--- START ---

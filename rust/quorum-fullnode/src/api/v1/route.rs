use crate::api::route::RouteSignature;
use crate::data::{GroupId, Pubkey, TrxId, TrxType};
use crate::route_display;

/// The version of the API represented by this module
pub const API_VERSION: &str = "v1";

/// An enum whose variants represent all of the node's v1 routes this SDK
/// drives
pub enum Route {
    /// Get the node's identity and liveness summary
    Node,
    /// Get the node's view of its own network placement
    Network,
    /// Connect the node to the given peer addresses
    ConnectPeers,
    /// Ask relay servers to serve a node on a private network
    AskForRelay,
    /// List the groups this node has joined
    Groups,
    /// Create a new group
    CreateGroup,
    Group(GroupId),
    Seed(GroupId),
    LeaveGroup,
    ClearGroup,
    StartSync(GroupId),
    Block(GroupId, String),
    Trx(GroupId, TrxId),
    TrxAck,
    PubQueue(GroupId),
    /// Post a content trx to a group
    PostContent(GroupId),
    AppConfigKeyList(GroupId),
    AppConfigKey(GroupId, String),
    UpdateAppConfig,
    UpdateChainConfig,
    /// Get the authorization mode of one trx type
    TrxAuth(GroupId, TrxType),
    AllowList(GroupId),
    DenyList(GroupId),
    /// Announce this node as a user or producer of a group
    Announce,
    AnnouncedUsers(GroupId),
    AnnouncedUser(GroupId, Pubkey),
    AnnouncedProducers(GroupId),
    /// Approve or expel an announced user (owner only)
    UpdateUser,
    /// Propose a consensus change, including the producer set
    UpdateConsensus,
    Consensus(GroupId),
    ConsensusProof(GroupId, String),
    ConsensusProofLast(GroupId),
    ConsensusProofHistory(GroupId),
    ConsensusProofCurrent(GroupId),
    /// Convert a pubkey to its chain address
    PubkeyToAddr,
}

route_display!(Route);

impl RouteSignature for Route {
    fn to_fragment(&self) -> String {
        match self {
            Route::Node => "node".into(),
            Route::Network => "network".into(),
            Route::ConnectPeers => "network/peers".into(),
            Route::AskForRelay => "network/relay".into(),
            Route::Groups => "groups".into(),
            Route::CreateGroup => "group".into(),
            Route::Group(group_id) => format!("group/{group_id}"),
            Route::Seed(group_id) => format!("group/{group_id}/seed"),
            Route::LeaveGroup => "group/leave".into(),
            Route::ClearGroup => "group/clear".into(),
            Route::StartSync(group_id) => format!("group/{group_id}/startsync"),
            Route::Block(group_id, block_id) => format!("block/{group_id}/{block_id}"),
            Route::Trx(group_id, trx_id) => format!("trx/{group_id}/{trx_id}"),
            Route::TrxAck => "trx/ack".into(),
            Route::PubQueue(group_id) => format!("group/{group_id}/pubqueue"),
            Route::PostContent(group_id) => format!("group/{group_id}/content"),
            Route::AppConfigKeyList(group_id) => {
                format!("group/{group_id}/appconfig/keylist")
            }
            Route::AppConfigKey(group_id, key) => {
                format!("group/{group_id}/appconfig/{key}")
            }
            Route::UpdateAppConfig => "group/appconfig".into(),
            Route::UpdateChainConfig => "group/chainconfig".into(),
            Route::TrxAuth(group_id, trx_type) => {
                format!("group/{group_id}/trx/auth/{trx_type}")
            }
            Route::AllowList(group_id) => format!("group/{group_id}/trx/allowlist"),
            Route::DenyList(group_id) => format!("group/{group_id}/trx/denylist"),
            Route::Announce => "group/announce".into(),
            Route::AnnouncedUsers(group_id) => format!("group/{group_id}/announced/users"),
            Route::AnnouncedUser(group_id, pubkey) => {
                format!("group/{group_id}/announced/user/{pubkey}")
            }
            Route::AnnouncedProducers(group_id) => {
                format!("group/{group_id}/announced/producers")
            }
            Route::UpdateUser => "group/user".into(),
            Route::UpdateConsensus => "group/updconsensus".into(),
            Route::Consensus(group_id) => format!("group/{group_id}/consensus"),
            Route::ConsensusProof(group_id, req_id) => {
                format!("group/{group_id}/consensus/proof/{req_id}")
            }
            Route::ConsensusProofLast(group_id) => {
                format!("group/{group_id}/consensus/proof/last")
            }
            Route::ConsensusProofHistory(group_id) => {
                format!("group/{group_id}/consensus/proof/history")
            }
            Route::ConsensusProofCurrent(group_id) => {
                format!("group/{group_id}/consensus/proof/current")
            }
            Route::PubkeyToAddr => "tools/pubkeytoaddr".into(),
        }
    }

    fn api_version(&self) -> &str {
        API_VERSION
    }
}

#[cfg(test)]
mod tests {
    use super::Route;
    use crate::data::{GroupId, TrxId, TrxType};

    fn group_id() -> GroupId {
        GroupId::from("52bac668-5e3f-4e29-9e3b-4b3c34dbae10")
    }

    #[test]
    fn it_renders_the_documented_paths() {
        assert_eq!(Route::Node.to_string(), "/api/v1/node");
        assert_eq!(Route::Groups.to_string(), "/api/v1/groups");
        assert_eq!(Route::CreateGroup.to_string(), "/api/v1/group");
        assert_eq!(
            Route::Group(group_id()).to_string(),
            "/api/v1/group/52bac668-5e3f-4e29-9e3b-4b3c34dbae10"
        );
        assert_eq!(
            Route::Seed(group_id()).to_string(),
            "/api/v1/group/52bac668-5e3f-4e29-9e3b-4b3c34dbae10/seed"
        );
        assert_eq!(
            Route::Trx(group_id(), TrxId::from("some-trx")).to_string(),
            "/api/v1/trx/52bac668-5e3f-4e29-9e3b-4b3c34dbae10/some-trx"
        );
        assert_eq!(Route::TrxAck.to_string(), "/api/v1/trx/ack");
        assert_eq!(
            Route::TrxAuth(group_id(), TrxType::Post).to_string(),
            "/api/v1/group/52bac668-5e3f-4e29-9e3b-4b3c34dbae10/trx/auth/POST"
        );
        assert_eq!(Route::UpdateConsensus.to_string(), "/api/v1/group/updconsensus");
        assert_eq!(Route::PubkeyToAddr.to_string(), "/api/v1/tools/pubkeytoaddr");
    }
}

--- END ---

PROBLEM DETAILS:
The listing above should be printed again in full, unchanged.

RESPONSE TO THIS TASK:
filename rust/quorum-fullnode/src/api/v1/route.rs
use crate::api::route::RouteSignature;
use crate::data::{GroupId, Pubkey, TrxId, TrxType};
use crate::route_display;

/// The version of the API represented by this module
pub const API_VERSION: &str = "v1";

/// An enum whose variants represent all of the node's v1 routes this SDK
/// drives
pub enum Route {
    /// Get the node's identity and liveness summary
    Node,
    /// Get the node's view of its own network placement
    Network,
    /// Connect the node to the given peer addresses
    ConnectPeers,
    /// Ask relay servers to serve a node on a private network
    AskForRelay,
    /// List the groups this node has joined
    Groups,
    /// Create a new group
    CreateGroup,
    Group(GroupId),
    Seed(GroupId),
    LeaveGroup,
    ClearGroup,
    StartSync(GroupId),
    Block(GroupId, String),
    Trx(GroupId, TrxId),
    TrxAck,
    PubQueue(GroupId),
    /// Post a content trx to a group
    PostContent(GroupId),
    AppConfigKeyList(GroupId),
    AppConfigKey(GroupId, String),
    UpdateAppConfig,
    UpdateChainConfig,
    /// Get the authorization mode of one trx type
    TrxAuth(GroupId, TrxType),
    AllowList(GroupId),
    DenyList(GroupId),
    /// Announce this node as a user or producer of a group
    Announce,
    AnnouncedUsers(GroupId),
    AnnouncedUser(GroupId, Pubkey),
    AnnouncedProducers(GroupId),
    /// Approve or expel an announced user (owner only)
    UpdateUser,
    /// Propose a consensus change, including the producer set
    UpdateConsensus,
    Consensus(GroupId),
    ConsensusProof(GroupId, String),
    ConsensusProofLast(GroupId),
    ConsensusProofHistory(GroupId),
    ConsensusProofCurrent(GroupId),
    /// Convert a pubkey to its chain address
    PubkeyToAddr,
}

route_display!(Route);

impl RouteSignature for Route {
    fn to_fragment(&self) -> String {
        match self {
            Route::Node => "node".into(),
            Route::Network => "network".into(),
            Route::ConnectPeers => "network/peers".into(),
            Route::AskForRelay => "network/relay".into(),
            Route::Groups => "groups".into(),
            Route::CreateGroup => "group".into(),
            Route::Group(group_id) => format!("group/{group_id}"),
            Route::Seed(group_id) => format!("group/{group_id}/seed"),
            Route::LeaveGroup => "group/leave".into(),
            Route::ClearGroup => "group/clear".into(),
            Route::StartSync(group_id) => format!("group/{group_id}/startsync"),
            Route::Block(group_id, block_id) => format!("block/{group_id}/{block_id}"),
            Route::Trx(group_id, trx_id) => format!("trx/{group_id}/{trx_id}"),
            Route::TrxAck => "trx/ack".into(),
            Route::PubQueue(group_id) => format!("group/{group_id}/pubqueue"),
            Route::PostContent(group_id) => format!("group/{group_id}/content"),
            Route::AppConfigKeyList(group_id) => {
                format!("group/{group_id}/appconfig/keylist")
            }
            Route::AppConfigKey(group_id, key) => {
                format!("group/{group_id}/appconfig/{key}")
            }
            Route::UpdateAppConfig => "group/appconfig".into(),
            Route::UpdateChainConfig => "group/chainconfig".into(),
            Route::TrxAuth(group_id, trx_type) => {
                format!("group/{group_id}/trx/auth/{trx_type}")
            }
            Route::AllowList(group_id) => format!("group/{group_id}/trx/allowlist"),
            Route::DenyList(group_id) => format!("group/{group_id}/trx/denylist"),
            Route::Announce => "group/announce".into(),
            Route::AnnouncedUsers(group_id) => format!("group/{group_id}/announced/users"),
            Route::AnnouncedUser(group_id, pubkey) => {
                format!("group/{group_id}/announced/user/{pubkey}")
            }
            Route::AnnouncedProducers(group_id) => {
                format!("group/{group_id}/announced/producers")
            }
            Route::UpdateUser => "group/user".into(),
            Route::UpdateConsensus => "group/updconsensus".into(),
            Route::Consensus(group_id) => format!("group/{group_id}/consensus"),
            Route::ConsensusProof(group_id, req_id) => {
                format!("group/{group_id}/consensus/proof/{req_id}")
            }
            Route::ConsensusProofLast(group_id) => {
                format!("group/{group_id}/consensus/proof/last")
            }
            Route::ConsensusProofHistory(group_id) => {
                format!("group/{group_id}/consensus/proof/history")
            }
            Route::ConsensusProofCurrent(group_id) => {
                format!("group/{group_id}/consensus/proof/current")
            }
            Route::PubkeyToAddr => "tools/pubkeytoaddr".into(),
        }
    }

    fn api_version(&self) -> &str {
        API_VERSION
    }
}

#[cfg(test)]
mod tests {
    use super::Route;
    use crate::data::{GroupId, TrxId, TrxType};

    fn group_id() -> GroupId {
        GroupId::from("52bac668-5e3f-4e29-9e3b-4b3c34dbae10")
    }

    #[test]
    fn it_renders_the_documented_paths() {
        assert_eq!(Route::Node.to_string(), "/api/v1/node");
        assert_eq!(Route::Groups.to_string(), "/api/v1/groups");
        assert_eq!(Route::CreateGroup.to_string(), "/api/v1/group");
        assert_eq!(
            Route::Group(group_id()).to_string(),
            "/api/v1/group/52bac668-5e3f-4e29-9e3b-4b3c34dbae10"
        );
        assert_eq!(
            Route::Seed(group_id()).to_string(),
            "/api/v1/group/52bac668-5e3f-4e29-9e3b-4b3c34dbae10/seed"
        );
        assert_eq!(
            Route::Trx(group_id(), TrxId::from("some-trx")).to_string(),
            "/api/v1/trx/52bac668-5e3f-4e29-9e3b-4b3c34dbae10/some-trx"
        );
        assert_eq!(Route::TrxAck.to_string(), "/api/v1/trx/ack");
        assert_eq!(
            Route::TrxAuth(group_id(), TrxType::Post).to_string(),
            "/api/v1/group/52bac668-5e3f-4e29-9e3b-4b3c34dbae10/trx/auth/POST"
        );
        assert_eq!(Route::UpdateConsensus.to_string(), "/api/v1/group/updconsensus");
        assert_eq!(Route::PubkeyToAddr.to_string(), "/api/v1/tools/pubkeytoaddr");
    }
}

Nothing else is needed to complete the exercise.